A number fixes all of that. "I want to reach fifty words per minute" is a real goal: specific, checkable, and — crucially — reachable. You'll know the day you hit it. The whole art of practising words per minute is choosing that number well, then chasing it in a way that keeps you coming back.
Aim for the next rung, not the summit
The commonest mistake is picking a target that's too far away. If you type around forty and you set your sights on ninety, every session ends fifty short, and fifty short feels like failing even when you're improving. The target is supposed to pull you forward, not stand on the horizon mocking you.
So aim for the next rung. Set a target a little above where you are now — ten, maybe fifteen words per minute up — close enough to reach in a few weeks of practice. Hit it, enjoy it, then set the next one. You still get to the summit; you just do it as a climb, one reachable rung at a time, instead of one impossible leap.
Where the rungs roughly sit
It helps to know the rough neighbourhood you're in, only so you can place your nexttarget sensibly — not to rank yourself. As very rough ballparks: the low forties is around average everyday typing, the sixties are comfortably proficient, and eighty-plus is genuinely fast, the sort of speed you'd see in transcription work. Individuals vary a lot, so treat these as a map, not a verdict. Find roughly where you are, and set the marker one band-step ahead.

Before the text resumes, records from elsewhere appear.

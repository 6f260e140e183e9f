//! Key material for WireGuard peers
//!
//! Keypairs follow the `wg genkey` / `wg pubkey` convention: 32 random bytes
//! clamped as an X25519 scalar, public key derived by base-point
//! multiplication. Pre-shared keys are 32 unclamped random bytes. Everything
//! is exchanged as standard base64 with padding (44 characters).

use std::fmt;

use base64::{engine::general_purpose::STANDARD as BASE64, Engine as _};
use rand::rngs::OsRng;
use rand::{CryptoRng, RngCore};
use x25519_dalek::{PublicKey, StaticSecret};

use crate::error::{Error, Result};

/// Length of every key in raw bytes
pub const KEY_LENGTH: usize = 32;

/// Length of a key in base64 text
pub const KEY_BASE64_LENGTH: usize = 44;

/// Clamp raw bytes into a valid X25519 private scalar
pub fn clamp_private_key(bytes: &mut [u8; KEY_LENGTH]) {
    bytes[0] &= 0xF8;
    bytes[31] &= 0x7F;
    bytes[31] |= 0x40;
}

/// X25519 keypair for one tunnel endpoint
#[derive(Clone, PartialEq, Eq)]
pub struct KeyPair {
    private_key: [u8; KEY_LENGTH],
    public_key: [u8; KEY_LENGTH],
}

impl KeyPair {
    /// Generate a new random keypair from the operating system's RNG
    pub fn generate() -> Result<Self> {
        KeyGenerator::os().generate()
    }

    /// Derive the keypair for an existing private key.
    ///
    /// The private key is clamped first, so the stored bytes always match
    /// what `wg` would write.
    pub fn from_private_key(mut private_key: [u8; KEY_LENGTH]) -> Self {
        clamp_private_key(&mut private_key);
        let secret = StaticSecret::from(private_key);
        let public = PublicKey::from(&secret);
        Self {
            private_key,
            public_key: public.to_bytes(),
        }
    }

    /// Derive the keypair for a base64-encoded private key
    pub fn from_private_key_base64(b64: &str) -> Result<Self> {
        Ok(Self::from_private_key(decode_key(b64)?))
    }

    pub fn private_key(&self) -> &[u8; KEY_LENGTH] {
        &self.private_key
    }

    pub fn public_key(&self) -> &[u8; KEY_LENGTH] {
        &self.public_key
    }

    /// Private key as base64, the `PrivateKey =` value
    pub fn private_key_base64(&self) -> String {
        BASE64.encode(self.private_key)
    }

    /// Public key as base64, the `PublicKey =` value
    pub fn public_key_base64(&self) -> String {
        BASE64.encode(self.public_key)
    }
}

impl fmt::Debug for KeyPair {
    fn fmt(&self, f: &mut fmt::Formatter<'_>) -> fmt::Result {
        f.debug_struct("KeyPair")
            .field("public_key", &self.public_key_base64())
            .field("private_key", &"[REDACTED]")
            .finish()
    }
}

/// Symmetric pre-shared key mixed into a peer pair's handshake
#[derive(Clone, PartialEq, Eq)]
pub struct PresharedKey([u8; KEY_LENGTH]);

impl PresharedKey {
    pub fn from_bytes(bytes: [u8; KEY_LENGTH]) -> Self {
        Self(bytes)
    }

    pub fn from_base64(b64: &str) -> Result<Self> {
        Ok(Self(decode_key(b64)?))
    }

    pub fn as_bytes(&self) -> &[u8; KEY_LENGTH] {
        &self.0
    }

    pub fn to_base64(&self) -> String {
        BASE64.encode(self.0)
    }
}

impl fmt::Debug for PresharedKey {
    fn fmt(&self, f: &mut fmt::Formatter<'_>) -> fmt::Result {
        f.write_str("PresharedKey([REDACTED])")
    }
}

/// Draws key material from an injected random source.
///
/// Production code uses [`KeyGenerator::os`]; tests pass a seeded RNG so a
/// whole bundle is reproducible.
pub struct KeyGenerator<R> {
    rng: R,
}

impl KeyGenerator<OsRng> {
    pub fn os() -> Self {
        Self::new(OsRng)
    }
}

impl<R: RngCore + CryptoRng> KeyGenerator<R> {
    pub fn new(rng: R) -> Self {
        Self { rng }
    }

    /// Generate a clamped private key and its public key
    pub fn generate(&mut self) -> Result<KeyPair> {
        let bytes = self.random_key()?;
        Ok(KeyPair::from_private_key(bytes))
    }

    /// Generate a pre-shared key (no clamping)
    pub fn generate_psk(&mut self) -> Result<PresharedKey> {
        Ok(PresharedKey(self.random_key()?))
    }

    fn random_key(&mut self) -> Result<[u8; KEY_LENGTH]> {
        let mut bytes = [0u8; KEY_LENGTH];
        self.rng
            .try_fill_bytes(&mut bytes)
            .map_err(|e| Error::KeyGenerationFailed(e.to_string()))?;
        Ok(bytes)
    }
}

/// Decode a base64 key and check its length
pub fn decode_key(b64: &str) -> Result<[u8; KEY_LENGTH]> {
    let bytes = BASE64
        .decode(b64.trim())
        .map_err(|e| Error::InvalidKey(e.to_string()))?;
    if bytes.len() != KEY_LENGTH {
        return Err(Error::InvalidKey(format!(
            "invalid key length: {} (expected {})",
            bytes.len(),
            KEY_LENGTH
        )));
    }
    let mut key = [0u8; KEY_LENGTH];
    key.copy_from_slice(&bytes);
    Ok(key)
}

#[cfg(test)]
mod tests {
    use super::*;
    use rand::rngs::StdRng;
    use rand::SeedableRng;

    /// RNG whose entropy source is permanently unavailable
    struct BrokenRng;

    impl RngCore for BrokenRng {
        fn next_u32(&mut self) -> u32 {
            panic!("BrokenRng has no entropy")
        }

        fn next_u64(&mut self) -> u64 {
            panic!("BrokenRng has no entropy")
        }

        fn fill_bytes(&mut self, _dest: &mut [u8]) {
            panic!("BrokenRng has no entropy")
        }

        fn try_fill_bytes(&mut self, _dest: &mut [u8]) -> std::result::Result<(), rand::Error> {
            Err(rand::Error::new("entropy source unavailable"))
        }
    }

    impl CryptoRng for BrokenRng {}

    #[test]
    fn test_generated_keys_are_clamped() {
        let mut keys = KeyGenerator::new(StdRng::seed_from_u64(7));
        for _ in 0..1000 {
            let kp = keys.generate().unwrap();
            let private = kp.private_key_base64();
            let public = kp.public_key_base64();

            assert_eq!(private.len(), KEY_BASE64_LENGTH);
            assert_eq!(public.len(), KEY_BASE64_LENGTH);

            let raw = decode_key(&private).unwrap();
            assert_eq!(decode_key(&public).unwrap().len(), KEY_LENGTH);
            assert_eq!(raw[0] & 0x07, 0);
            assert_eq!(raw[31] & 0x80, 0);
            assert_eq!(raw[31] & 0x40, 0x40);
        }
    }

    #[test]
    fn test_public_key_matches_dalek() {
        let kp = KeyGenerator::new(StdRng::seed_from_u64(1)).generate().unwrap();
        let secret = StaticSecret::from(*kp.private_key());
        assert_eq!(PublicKey::from(&secret).as_bytes(), kp.public_key());
    }

    #[test]
    fn test_seeded_generation_is_reproducible() {
        let a = KeyGenerator::new(StdRng::seed_from_u64(42)).generate().unwrap();
        let b = KeyGenerator::new(StdRng::seed_from_u64(42)).generate().unwrap();
        assert_eq!(a, b);

        let c = KeyGenerator::new(StdRng::seed_from_u64(43)).generate().unwrap();
        assert_ne!(a.public_key(), c.public_key());
    }

    #[test]
    fn test_from_private_key_base64() {
        let kp = KeyPair::generate().unwrap();
        let restored = KeyPair::from_private_key_base64(&kp.private_key_base64()).unwrap();
        assert_eq!(restored.public_key_base64(), kp.public_key_base64());

        assert!(matches!(
            KeyPair::from_private_key_base64("c2hvcnQ="),
            Err(Error::InvalidKey(_))
        ));
        assert!(KeyPair::from_private_key_base64("not base64!").is_err());
    }

    #[test]
    fn test_rfc7748_base_point_vector() {
        // Alice's key from RFC 7748 section 6.1
        let private: [u8; 32] = [
            0x77, 0x07, 0x6d, 0x0a, 0x73, 0x18, 0xa5, 0x7d, 0x3c, 0x16, 0xc1, 0x72, 0x51, 0xb2,
            0x66, 0x45, 0xdf, 0x4c, 0x2f, 0x87, 0xeb, 0xc0, 0x99, 0x2a, 0xb1, 0x77, 0xfb, 0xa5,
            0x1d, 0xb9, 0x2c, 0x2a,
        ];
        let expected: [u8; 32] = [
            0x85, 0x20, 0xf0, 0x09, 0x89, 0x30, 0xa7, 0x54, 0x74, 0x8b, 0x7d, 0xdc, 0xb4, 0x3e,
            0xf7, 0x5a, 0x0d, 0xbf, 0x3a, 0x0d, 0x26, 0x38, 0x1a, 0xf4, 0xeb, 0xa4, 0xa9, 0x8e,
            0xaa, 0x9b, 0x4e, 0x6a,
        ];
        assert_eq!(KeyPair::from_private_key(private).public_key(), &expected);
    }

    #[test]
    fn test_psk_is_not_clamped() {
        let mut keys = KeyGenerator::new(StdRng::seed_from_u64(3));
        let unclamped = (0..64)
            .map(|_| keys.generate_psk().unwrap())
            .any(|psk| psk.as_bytes()[0] & 0x07 != 0 || psk.as_bytes()[31] & 0x80 != 0);
        assert!(unclamped);

        let psk = keys.generate_psk().unwrap();
        assert_eq!(psk.to_base64().len(), KEY_BASE64_LENGTH);
        assert_eq!(PresharedKey::from_base64(&psk.to_base64()).unwrap(), psk);
    }

    #[test]
    fn test_entropy_failure_is_fatal() {
        let mut keys = KeyGenerator::new(BrokenRng);
        let err = keys.generate().unwrap_err();
        assert!(matches!(err, Error::KeyGenerationFailed(_)));
        assert!(err.is_fatal());
        assert!(matches!(keys.generate_psk(), Err(Error::KeyGenerationFailed(_))));
    }

    #[test]
    fn test_debug_redacts_private_material() {
        let mut keys = KeyGenerator::new(StdRng::seed_from_u64(9));
        let kp = keys.generate().unwrap();
        let dbg = format!("{:?}", kp);
        assert!(dbg.contains("REDACTED"));
        assert!(!dbg.contains(&kp.private_key_base64()));

        let psk = keys.generate_psk().unwrap();
        assert!(!format!("{:?}", psk).contains(&psk.to_base64()));
    }
}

Don't let the number become a stick
A target is a tool for motivation, and the moment it starts making you feel bad, it's being used wrong. Your WPM will bounce around day to day — tired hands, unfamiliar text, a noisy room — and a low session isn't a step backward, just noise. Watch the trend across weeks, not the number on any single run. The target is there to pull you toward the next rung, never to punish you for not being there yet.
The cleanest way to keep the relationship healthy is to make hitting a target feel like a win and immediately give yourself the next one:
The open practice arenashows your words per minute on every run, so you can watch yourself close in on a target and know the day you clear it — free, no card. And if you'd rather the rungs be set for you, the free Journey is exactly this: a ladder of ranks you climb one reachable step at a time, with the next target always waiting just above.
Stop practising toward "faster." Pick a number you can reach, chase it until it's yours, then pick the next. That's not a slower way to get fast — it's the only way that actually keeps you climbing.
Quick answers
What's a good WPM to aim for?
Aim a little above where you are now rather than at a fixed "good" number — ten to fifteen WPM up is ideal. As rough context, the low forties is around average, the sixties are proficient, and eighty-plus is fast. Use those to place your next target, not to judge yourself.
How do I set a realistic typing speed goal?
Measure your current WPM, then set a target just above it — close enough to reach in a few weeks. Hit it, mark the win, and set the next one. Reachable rungs keep you motivated in a way a distant summit never does.
Should I set one big WPM goal or smaller ones?
Smaller, stacked ones. A single far-off goal leaves every session feeling short; a series of near targets lets you win often and keep climbing. You still reach the big number — as a climb, not a leap.
What if my WPM goes down on some days?
That's normal — tired hands or harder text make the number bounce. A low run is noise, not a setback. Watch the trend across weeks rather than any single session, and don't let one dip discourage you.